VII THE RELATIONSHIP OR IDENTITY OF SPIRIT AND NATURE

"There is a natural law of analogy which explains that all things belonging to the universe are members of the same family, that they are related to one another by bonds which permit of the greatest variety in individual differences and are not nullified even by the distance between extremes." If we grasp the meaning of these words in their full bearing, we recognize the outcome of philosophy up to date. They teach us how to use our intellect in order to obtain an accurate picture of the universe.

The intellect is also called by the name of faculty of discrimination. If in the science of the powers of this faculty we place ourselves on the standpoint of present-day natural knowledge, we possess the clear and plain insight that there are no exaggerated distinctions, no unrelated extremes, in the universe. The infinite is related to the finite. For all developed and perishable things are the direct offspring of the imperishable, of the eternal universe. General nature and its special parts are inseparably interlaced. There is nothing among all that has a name which is fundamentally different from other things known by name.
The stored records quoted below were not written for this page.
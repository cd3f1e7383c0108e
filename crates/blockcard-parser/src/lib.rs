//! # Blockcard Parser
//!
//! Turns one outliner block's raw text into typed, render-agnostic
//! segments.
//!
//! This crate provides:
//! - A **segment lexer** for the host's inline markup: bold, italics,
//!   strikethrough, highlights, inline code, page references, tags, block
//!   references, links, images and line-start blockquotes
//! - A **code block recognizer** that keeps fenced blocks away from the
//!   inline lexer
//!
//! ## Architecture
//!
//! Each lexical pattern is an independent regex scan over the whole text.
//! All matches are merged by start offset and resolved with a single linear
//! sweep: the earliest match wins, equal starts fall back to pattern
//! precedence, and only bold-vs-italic ties prefer the longer span. The
//! lexer is total: malformed markup degrades to literal text.
//!
//! ## Quick Start
//!
//! ```
//! use blockcard_parser::{parse, parse_block};
//! use blockcard_core::SegmentKind;
//!
//! let segments = parse("Met [[Alice]] about ((abc123def))");
//! assert_eq!(segments[1].kind, SegmentKind::PageRef);
//! assert_eq!(segments[3].kind, SegmentKind::BlockRef);
//!
//! let code = parse_block("```sh\necho **hi**\n```");
//! assert_eq!(code.len(), 1);
//! assert_eq!(code[0].kind, SegmentKind::CodeBlock);
//! ```

mod code_block;
mod lexer;
mod patterns;

pub use code_block::{CodeBlock, is_code_block, parse_block, split_code_block};
pub use lexer::{Spanned, block_refs, lex, parse};

/// Convenient prelude for common imports.
pub mod prelude {
    pub use blockcard_core::{Segment, SegmentKind};

    pub use crate::{CodeBlock, is_code_block, parse, parse_block, split_code_block};
}
/// Text of `el` as a reader sees it: descendants classified as
/// [`NodeAction::Skip`] contribute nothing.
pub fn visible_text(el: &ElementRef<'_>, stripper: &Stripper) -> String {
    let mut out = String::new();
    push_visible_text(el, stripper, &mut out);
    out
}

fn push_visible_text(el: &ElementRef<'_>, stripper: &Stripper, out: &mut String) {
    for child in el.children() {
        match child.value() {
            Node::Text(text) => out.push_str(text),
            Node::Element(_) => {
                if let Some(child_el) = ElementRef::wrap(child)
                    && classify(&child_el, stripper) != NodeAction::Skip
                {
                    push_visible_text(&child_el, stripper, out);
                }
            }
            _ => {}
        }
    }
}

/// Language named by a `language-*` class on `el` or its first `code` child.
fn code_language(el: &ElementRef<'_>) -> Option<String> {
    let from_classes = |e: &ElementRef<'_>| {
        e.value()
            .classes()
            .find_map(|c| c.strip_prefix("language-"))
            .map(str::to_string)
    };
    from_classes(el).or_else(|| {
        el.children()
            .filter_map(ElementRef::wrap)
            .find(|c| c.value().name() == "code")
            .and_then(|c| from_classes(&c))
    })
}

/// Recovers segments from rendered HTML.
#[derive(Debug)]
pub struct DomExtractor {
    stripper: Stripper,
    block_text: Option<Selector>,
}

/// Per-group accumulator.
struct GroupBuilder<'s> {
    segments: Vec<Segment>,
    images: &'s mut Vec<String>,
}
There will hardly be any objection against these sentences, until we proceed to draw their last consequences. If all things are related and without exception children of the universe, it follows that mind and matter must also be two yards of cloth from the same piece. Hence the difference between human understanding and other natural human faculties must not be magnified into that of irreconcilable extremes.

In order to become accustomed to scientific distinctions, the reader should consider that a man can remain under the sway of a belief in ghosts only so long as he ignores the relationship of all existing things. He believes in real ghosts whose reality is supposed to be radically different from his own. Such a distinction is exaggerated and illogical, and whoever believes in it does not know how to discriminate scientifically and has not the full use of his critical faculties.

Just as common parlance opposes art to nature and then forgets that art is a part of nature, similarly as night is a part of day, so the language of the believer in ghosts does not know that reason and wood, mind and matter, in spite of all their differences, are two parts of the same whole, two expressions of the same universal reality. Everything is real and true, because in the last instance the universe is all, is the only truth and reality. So I call it a slip of the tongue to speak of natural nature as opposed to natural art or artificial nature, of imaginary reality as distinct from real reality. There ought to be a different name for the day of twelve hours than for the day of twenty-four hours, so that it might be better understood that day and night are not fundamentally different, but two prongs of the same fork.